**Directions**
Every line below that holds the string "secret" must be copied.

**Records drawn from a dataset**
========================

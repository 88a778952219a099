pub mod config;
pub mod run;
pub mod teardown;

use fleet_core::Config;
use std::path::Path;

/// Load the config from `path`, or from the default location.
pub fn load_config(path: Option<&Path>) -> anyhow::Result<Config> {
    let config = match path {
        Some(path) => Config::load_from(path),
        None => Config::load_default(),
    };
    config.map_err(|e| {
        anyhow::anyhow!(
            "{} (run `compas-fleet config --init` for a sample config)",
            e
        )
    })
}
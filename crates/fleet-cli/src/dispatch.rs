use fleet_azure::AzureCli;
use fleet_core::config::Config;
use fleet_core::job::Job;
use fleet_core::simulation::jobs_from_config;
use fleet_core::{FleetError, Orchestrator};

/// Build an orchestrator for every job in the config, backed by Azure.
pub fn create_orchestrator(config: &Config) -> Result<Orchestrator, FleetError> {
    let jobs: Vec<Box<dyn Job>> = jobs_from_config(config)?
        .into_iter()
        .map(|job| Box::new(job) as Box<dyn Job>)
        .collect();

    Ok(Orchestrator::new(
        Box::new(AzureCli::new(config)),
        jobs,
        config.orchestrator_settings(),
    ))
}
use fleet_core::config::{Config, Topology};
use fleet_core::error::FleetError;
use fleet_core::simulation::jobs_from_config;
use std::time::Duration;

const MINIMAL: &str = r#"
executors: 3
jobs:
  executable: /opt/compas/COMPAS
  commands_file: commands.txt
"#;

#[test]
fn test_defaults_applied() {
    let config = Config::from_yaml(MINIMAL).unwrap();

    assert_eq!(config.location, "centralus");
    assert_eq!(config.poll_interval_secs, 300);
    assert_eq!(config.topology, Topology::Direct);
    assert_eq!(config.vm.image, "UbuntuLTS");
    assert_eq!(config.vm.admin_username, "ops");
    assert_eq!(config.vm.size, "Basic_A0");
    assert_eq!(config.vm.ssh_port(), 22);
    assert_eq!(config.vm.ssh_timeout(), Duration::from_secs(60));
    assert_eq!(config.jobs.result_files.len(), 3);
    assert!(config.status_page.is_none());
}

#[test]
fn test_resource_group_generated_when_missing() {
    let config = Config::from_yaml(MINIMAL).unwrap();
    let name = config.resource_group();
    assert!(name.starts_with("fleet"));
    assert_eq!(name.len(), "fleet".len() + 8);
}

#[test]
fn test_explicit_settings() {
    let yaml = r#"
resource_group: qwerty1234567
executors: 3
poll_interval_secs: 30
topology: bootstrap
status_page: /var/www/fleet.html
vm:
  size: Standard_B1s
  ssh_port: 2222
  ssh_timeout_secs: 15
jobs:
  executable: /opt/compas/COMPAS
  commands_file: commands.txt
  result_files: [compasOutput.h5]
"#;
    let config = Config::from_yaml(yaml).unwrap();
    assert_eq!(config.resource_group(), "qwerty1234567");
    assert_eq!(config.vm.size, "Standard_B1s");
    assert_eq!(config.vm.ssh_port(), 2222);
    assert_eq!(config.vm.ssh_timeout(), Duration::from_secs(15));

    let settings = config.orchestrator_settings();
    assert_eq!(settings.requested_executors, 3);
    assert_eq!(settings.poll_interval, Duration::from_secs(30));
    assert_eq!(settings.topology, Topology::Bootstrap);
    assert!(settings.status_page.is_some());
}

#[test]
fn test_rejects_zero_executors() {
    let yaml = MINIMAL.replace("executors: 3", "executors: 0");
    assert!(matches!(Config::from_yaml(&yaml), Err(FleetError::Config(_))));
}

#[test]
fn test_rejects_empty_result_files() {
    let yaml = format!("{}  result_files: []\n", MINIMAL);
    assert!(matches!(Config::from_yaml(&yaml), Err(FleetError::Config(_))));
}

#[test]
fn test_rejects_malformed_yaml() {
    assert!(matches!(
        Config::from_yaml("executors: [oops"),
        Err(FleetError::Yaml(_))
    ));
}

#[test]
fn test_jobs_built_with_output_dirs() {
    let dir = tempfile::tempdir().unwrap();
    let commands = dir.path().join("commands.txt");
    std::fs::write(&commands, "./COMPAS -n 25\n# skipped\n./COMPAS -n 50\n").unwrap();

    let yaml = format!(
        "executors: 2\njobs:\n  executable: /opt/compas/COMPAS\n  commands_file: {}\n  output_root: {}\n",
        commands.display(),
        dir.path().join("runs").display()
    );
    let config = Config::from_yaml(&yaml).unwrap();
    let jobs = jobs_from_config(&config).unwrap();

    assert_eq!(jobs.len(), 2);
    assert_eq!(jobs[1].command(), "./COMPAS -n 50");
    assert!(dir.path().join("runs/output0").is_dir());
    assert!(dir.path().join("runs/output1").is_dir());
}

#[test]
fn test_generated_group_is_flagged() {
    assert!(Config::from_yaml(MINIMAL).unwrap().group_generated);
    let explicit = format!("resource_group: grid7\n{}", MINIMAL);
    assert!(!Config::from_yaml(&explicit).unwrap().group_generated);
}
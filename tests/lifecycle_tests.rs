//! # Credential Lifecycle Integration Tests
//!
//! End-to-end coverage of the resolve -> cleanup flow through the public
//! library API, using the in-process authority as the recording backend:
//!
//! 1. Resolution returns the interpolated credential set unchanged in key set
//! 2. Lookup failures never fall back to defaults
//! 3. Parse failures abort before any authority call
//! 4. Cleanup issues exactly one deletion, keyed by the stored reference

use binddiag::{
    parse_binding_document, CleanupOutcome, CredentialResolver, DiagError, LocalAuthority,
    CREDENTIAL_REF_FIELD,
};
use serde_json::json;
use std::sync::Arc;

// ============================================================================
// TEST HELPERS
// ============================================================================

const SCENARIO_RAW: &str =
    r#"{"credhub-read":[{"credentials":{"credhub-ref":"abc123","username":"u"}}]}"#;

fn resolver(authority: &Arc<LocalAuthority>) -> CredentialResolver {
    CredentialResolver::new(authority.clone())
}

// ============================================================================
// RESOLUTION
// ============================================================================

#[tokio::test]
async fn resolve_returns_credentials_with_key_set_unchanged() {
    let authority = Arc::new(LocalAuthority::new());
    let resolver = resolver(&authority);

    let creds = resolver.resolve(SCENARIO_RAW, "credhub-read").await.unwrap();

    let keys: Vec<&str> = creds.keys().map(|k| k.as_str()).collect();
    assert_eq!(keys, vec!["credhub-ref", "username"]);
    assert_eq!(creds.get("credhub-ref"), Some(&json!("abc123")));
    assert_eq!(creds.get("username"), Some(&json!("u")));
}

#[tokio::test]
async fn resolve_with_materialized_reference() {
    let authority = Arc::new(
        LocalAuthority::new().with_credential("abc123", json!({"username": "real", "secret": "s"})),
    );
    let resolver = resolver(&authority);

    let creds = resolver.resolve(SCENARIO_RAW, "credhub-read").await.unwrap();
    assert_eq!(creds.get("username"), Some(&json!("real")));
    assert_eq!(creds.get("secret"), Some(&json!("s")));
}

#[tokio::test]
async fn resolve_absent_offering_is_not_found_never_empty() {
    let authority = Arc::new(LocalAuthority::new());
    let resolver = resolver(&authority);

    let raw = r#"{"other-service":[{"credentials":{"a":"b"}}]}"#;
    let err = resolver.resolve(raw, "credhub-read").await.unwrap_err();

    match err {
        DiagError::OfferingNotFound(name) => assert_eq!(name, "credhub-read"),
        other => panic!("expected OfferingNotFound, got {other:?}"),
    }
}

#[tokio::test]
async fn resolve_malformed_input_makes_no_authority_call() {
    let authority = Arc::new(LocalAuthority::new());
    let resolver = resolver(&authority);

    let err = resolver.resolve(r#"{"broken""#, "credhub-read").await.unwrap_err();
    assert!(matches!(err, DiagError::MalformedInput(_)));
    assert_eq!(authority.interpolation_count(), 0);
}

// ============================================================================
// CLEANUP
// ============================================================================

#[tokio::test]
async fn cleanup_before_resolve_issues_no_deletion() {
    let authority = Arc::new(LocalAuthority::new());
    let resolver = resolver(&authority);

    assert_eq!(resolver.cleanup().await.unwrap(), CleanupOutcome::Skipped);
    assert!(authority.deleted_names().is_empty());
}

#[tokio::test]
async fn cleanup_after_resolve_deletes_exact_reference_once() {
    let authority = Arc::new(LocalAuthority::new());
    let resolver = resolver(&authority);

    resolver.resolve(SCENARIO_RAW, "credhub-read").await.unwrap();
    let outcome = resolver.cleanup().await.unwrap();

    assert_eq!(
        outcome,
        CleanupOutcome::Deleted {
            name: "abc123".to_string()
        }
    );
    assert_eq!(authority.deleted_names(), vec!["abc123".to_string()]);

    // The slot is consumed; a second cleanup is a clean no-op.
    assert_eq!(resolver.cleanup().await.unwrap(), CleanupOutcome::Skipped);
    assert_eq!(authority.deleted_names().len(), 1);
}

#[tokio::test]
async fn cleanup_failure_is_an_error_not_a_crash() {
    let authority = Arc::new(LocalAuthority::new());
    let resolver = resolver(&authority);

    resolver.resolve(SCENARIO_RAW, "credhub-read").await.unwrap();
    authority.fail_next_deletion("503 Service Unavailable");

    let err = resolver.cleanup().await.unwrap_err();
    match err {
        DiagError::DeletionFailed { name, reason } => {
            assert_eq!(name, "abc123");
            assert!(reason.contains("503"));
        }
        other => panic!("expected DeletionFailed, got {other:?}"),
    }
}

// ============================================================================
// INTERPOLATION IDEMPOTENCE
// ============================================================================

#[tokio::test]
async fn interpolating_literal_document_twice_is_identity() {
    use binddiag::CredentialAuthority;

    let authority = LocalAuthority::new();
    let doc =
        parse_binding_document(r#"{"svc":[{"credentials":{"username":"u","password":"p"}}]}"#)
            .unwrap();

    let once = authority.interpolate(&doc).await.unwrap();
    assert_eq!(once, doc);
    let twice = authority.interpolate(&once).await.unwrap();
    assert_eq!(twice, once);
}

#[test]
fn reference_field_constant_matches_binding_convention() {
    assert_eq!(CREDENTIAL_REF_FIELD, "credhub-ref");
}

========================

**Result of the task**
        LocalAuthority::new().with_credential("abc123", json!({"username": "real", "secret": "s"})),
    assert_eq!(creds.get("secret"), Some(&json!("s")));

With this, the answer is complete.